Illustration by Ping Zhu

Every morning, after I drop off my daughter at day care and prepare for the walk home, I take out my phone and stare at the unplayed podcasts. Do I continue with another episode of Homecoming, a scripted thriller about a war veteran, or catch up on global news analysis with Monocle’s Foreign Desk? Would I rather laugh with the fictitious but all-too-believable Jewish grandmothers Ronna & Beverly or work through someone’s unsettled past on Jonathan Goldstein’s Heavyweight?

I scroll. I listen for a half-minute. And then I close the podcast app, open Spotify, and play some Bill Withers. I love podcasts, but I’ve got a case of podcast fatigue.

Podcasts only took hold in 2004; in the past few years, their numbers have exploded, largely because of the commercial success of hits such as Serial. Some are home-brew projects, and others are churned out by well-funded networks including Earwolf and Gimlet Media. The pool of monthly listeners has almost doubled since 2013, to about 57 million, according to Edison Research.

Today, podcasts are high culture. They’re part of that species of affluent-adult homework that’s not only mandatory but also somehow more intellectually rigorous than listening to music or FM radio. I’ve never seen The Wire or Breaking Bad, and it took me about a year to finish the latest season of Orange Is the New Black, but now I’m supposed to feel guilty for missing each new must-listen podcast, too?

For an East Coast liberal like me, the question “Did you hear that episode of 99% Invisible?” carries the same peer pressure as “Did you read that article in the New York Times?” The distance between my home and day care is 15 minutes, and I’m not inclined to take a job in the distant suburbs so I can listen to yet another slightly differentiated version of This American Life or one of the two dozen (!) podcasts that friends of mine host on such topics as urban affairs (#UrbanizeThis) and parental wisdom (Advice From Mom), with new episodes dropping once or—Ira Glass forbid—twice a week. I feel my cultural understanding slipping away with each skipped episode—or, at least, I feel as if that’s what I’m supposed to feel. It’s time to hit pause on this insanity.

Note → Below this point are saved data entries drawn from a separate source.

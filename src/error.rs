use thiserror::Error;

/** recoverable failures: reading an instance or validating parameters.
Timeouts are not errors, they are reported as unsure verdicts. */
#[derive(Debug, Error)]
pub enum KvcsError {
    /// the instance file cannot be read
    #[error("unable to read {path}: {source}")]
    Io {
        /// file name
        path: String,
        /// underlying error
        #[source]
        source: std::io::Error,
    },

    /// a line does not follow the DIMACS col format
    #[error("line {line} is not in DIMACS col format: {content:?}")]
    Format {
        /// 1-based line number
        line: usize,
        /// offending line
        content: String,
    },

    /// an edge line appears before the `p` header
    #[error("edge on line {0} appears before the problem line")]
    MissingHeader(usize),

    /// an edge endpoint is outside 1..=n
    #[error("edge ({u},{v}) references a vertex outside 1..={n}")]
    VertexOutOfRange {
        /// first endpoint (1-based)
        u: usize,
        /// second endpoint (1-based)
        v: usize,
        /// number of vertices declared by the header
        n: usize,
    },

    /// a parameter value is rejected
    #[error("invalid parameter {name}: {reason}")]
    InvalidParameter {
        /// parameter name
        name: &'static str,
        /// why it is rejected
        reason: String,
    },
}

My angst aside, there’s good news here: The boom in listeners has translated to a spurt in ad spending. According to a report last year by Harvard’s Nieman Journalism Lab, podcast advertising grew 48 percent in 2015 (thanks, Casper, Squarespace, and MailChimp), and it’s expected to grow an average of 25 percent annually through 2020, when revenue will reach about a half-billion dollars. Erik Diehn, the chief executive officer of podcast advertising network Midroll Media, says, “There’s rapid growth in not just the total number of podcasts, but the total number of high-quality podcasts.” So you’re not only missing podcasts. You’re missing really good podcasts.

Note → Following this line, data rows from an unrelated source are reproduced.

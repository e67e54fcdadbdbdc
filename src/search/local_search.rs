use rand::Rng;

use crate::color::VertexId;
use crate::params::Params;
use crate::search::subgraph::Subgraph;
use crate::search::util::reservoir::ReservoirSampling;
use crate::search::util::tabu_list::TabuList;
use crate::timer::StoppingCriterion;


/**
Tabu search maximizing the number of edges of a fixed-size subgraph by swapping a member
with a non-member.

The scan of the moves starts where the previous one stopped (round-robin cursors over the
non-members and the members, kept from one call to the next) and stops at the first improving
move. Without improving move, the best non-improving one is applied. After `max_nonimpr`
consecutive moves that do not improve the current subgraph, `p` random swaps perturb it,
`p` growing from `pmin` by `pstep` at each perturbation. The same happens once the moves since the
last new best exceed `max_nonimpr·n`. The search stops when `p` exceeds `pmax`, when no move is
admissible, or when the stopping criterion is met.
*/
#[derive(Debug, Clone)]
pub struct LocalSearch {
    /// number of colors
    k: usize,
    /// tabu tenure
    tenure: usize,
    /// maximum number of consecutive non-improving moves
    max_nonimpr: usize,
    /// maximum number of moves without new best
    max_without_best: usize,
    /// initial perturbation strength
    pmin: usize,
    /// maximum perturbation strength
    pmax: usize,
    /// perturbation strength increase
    pstep: usize,
    /// skip moves bringing a vertex that cannot belong to a k-critical subgraph
    brooks_pruning: bool,
    /// cursor over the non-members
    cursor_out: usize,
    /// cursor over the members
    cursor_in: usize,
}

impl LocalSearch {
    /// local search configured by the parameters, on subgraphs of an n-vertex graph
    pub fn new(params:&Params, n:usize) -> Self {
        Self {
            k: params.k,
            tenure: params.tenure(n),
            max_nonimpr: params.max_nonimpr,
            max_without_best: params.max_nonimpr.saturating_mul(n).max(1),
            pmin: params.pmin,
            pmax: params.pmax(n),
            pstep: params.pstep,
            brooks_pruning: params.brooks_pruning,
            cursor_out: usize::MAX,
            cursor_in: usize::MAX,
        }
    }

    /// a vertex with at most k-2 neighbors in the subgraph cannot belong to a k-critical one
    fn pruned(&self, nb_neighbors:usize) -> bool {
        self.brooks_pruning && nb_neighbors + 2 <= self.k
    }

    /// best admissible move (outside index, member index), the scan stops at the first improving one
    fn scan<R:Rng>(
        &mut self, sg:&Subgraph, outside:&[VertexId], tabu:&TabuList, rng:&mut R
    ) -> Option<(usize, usize)> {
        let inst = sg.inst();
        if self.cursor_out >= outside.len() { self.cursor_out = rng.gen_range(0..outside.len()); }
        if self.cursor_in >= sg.size() { self.cursor_in = rng.gen_range(0..sg.size()); }
        let current = sg.nb_edges();
        let mut best:Option<(usize, usize, usize)> = None;
        let mut reservoir = ReservoirSampling::default();
        for _ in 0..outside.len() {
            let i = self.cursor_out;
            self.cursor_out = (self.cursor_out + 1) % outside.len();
            let v = outside[i];
            if tabu.contains(v) || self.pruned(sg.deg(v)) { continue; }
            for _ in 0..sg.size() {
                let j = self.cursor_in;
                self.cursor_in = (self.cursor_in + 1) % sg.size();
                let u = sg.members()[j];
                let adj = if inst.are_adjacent(u, v) { 1 } else { 0 };
                if tabu.contains(u) || self.pruned(sg.deg(v) - adj) { continue; }
                let nb_edges = sg.edges_after_swap(j, v);
                match best {
                    Some((_,_,b)) if nb_edges < b => {},
                    Some((_,_,b)) if nb_edges == b => {
                        if reservoir.consider(rng) { best = Some((i, j, nb_edges)); }
                    },
                    _ => {
                        best = Some((i, j, nb_edges));
                        reservoir.reset();
                        reservoir.consider(rng);
                    }
                }
                if nb_edges > current {
                    return Some((i, j));
                }
            }
        }
        best.map(|(i, j, _)| (i, j))
    }

    /** improves the subgraph in place, leaves it in the best state met (most edges).
    Returns the number of moves applied (perturbation swaps included). */
    pub fn run<Stop:StoppingCriterion, R:Rng>(
        &mut self, sg:&mut Subgraph, stopping_criterion:&Stop, rng:&mut R
    ) -> usize {
        let inst = sg.inst();
        let n = inst.nb_vertices();
        let mut outside:Vec<VertexId> = inst.vertices().filter(|v| !sg.contains(*v)).collect();
        if outside.is_empty() || sg.size() == 0 { return 0; }
        let mut tabu = TabuList::new(n, self.tenure);
        let mut pcur = self.pmin;
        let mut nonimpr = 0;
        let mut without_best = 0;
        let mut nb_moves = 0;
        let mut best_edges = sg.nb_edges();
        let mut best_members = sg.members().to_vec();
        while !stopping_criterion.is_finished() {
            let (i, j) = match self.scan(sg, &outside, &tabu, rng) {
                None => break,
                Some(m) => m,
            };
            let current = sg.nb_edges();
            apply_move(sg, &mut outside, &mut tabu, i, j);
            nb_moves += 1;
            without_best += 1;
            if sg.nb_edges() > best_edges {
                best_edges = sg.nb_edges();
                best_members = sg.members().to_vec();
                without_best = 0;
            }
            if sg.nb_edges() > current {
                nonimpr = 0;
            } else {
                nonimpr += 1;
            }
            if nonimpr >= self.max_nonimpr || without_best >= self.max_without_best { // perturbation
                if pcur > self.pmax { break; }
                for _ in 0..pcur {
                    let i = rng.gen_range(0..outside.len());
                    let j = rng.gen_range(0..sg.size());
                    apply_move(sg, &mut outside, &mut tabu, i, j);
                }
                nb_moves += pcur;
                pcur += self.pstep;
                nonimpr = 0;
                without_best = 0;
            }
        }
        if sg.nb_edges() < best_edges {
            sg.set_members(best_members);
        }
        nb_moves
    }
}

/// swaps the j-th member with the i-th non-member, both become tabu
fn apply_move(sg:&mut Subgraph, outside:&mut [VertexId], tabu:&mut TabuList, i:usize, j:usize) {
    let u = sg.members()[j];
    let v = outside[i];
    tabu.insert(u);
    tabu.insert(v);
    tabu.next_iter();
    sg.swap(j, v);
    outside[i] = u;
}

If it’s any consolation, the podcasters providing our quality audio entertainment have the same FOMO, too. “I feel constant anxiety” about not keeping up, says Wailin Wong, co-producer and host of The Distance, a show about “longevity in business” by tech company Basecamp. “If I can only get to a fraction of what I want to listen to, what’s it like for other people?” Jesse Brown, the creator of the media criticism podcast Canadaland, says it’s not our fault: “A big problem is that we ask listeners to do too much. Radio goes on or off. Podcasts ask you to do a lot, first in terms of discovery, and then, once you’ve done that, you feel all this pressure to keep up.”

Or felt. I’m done trying. As Bill Withers sings, it’s gonna be a lovely day, lovely day, lovely day.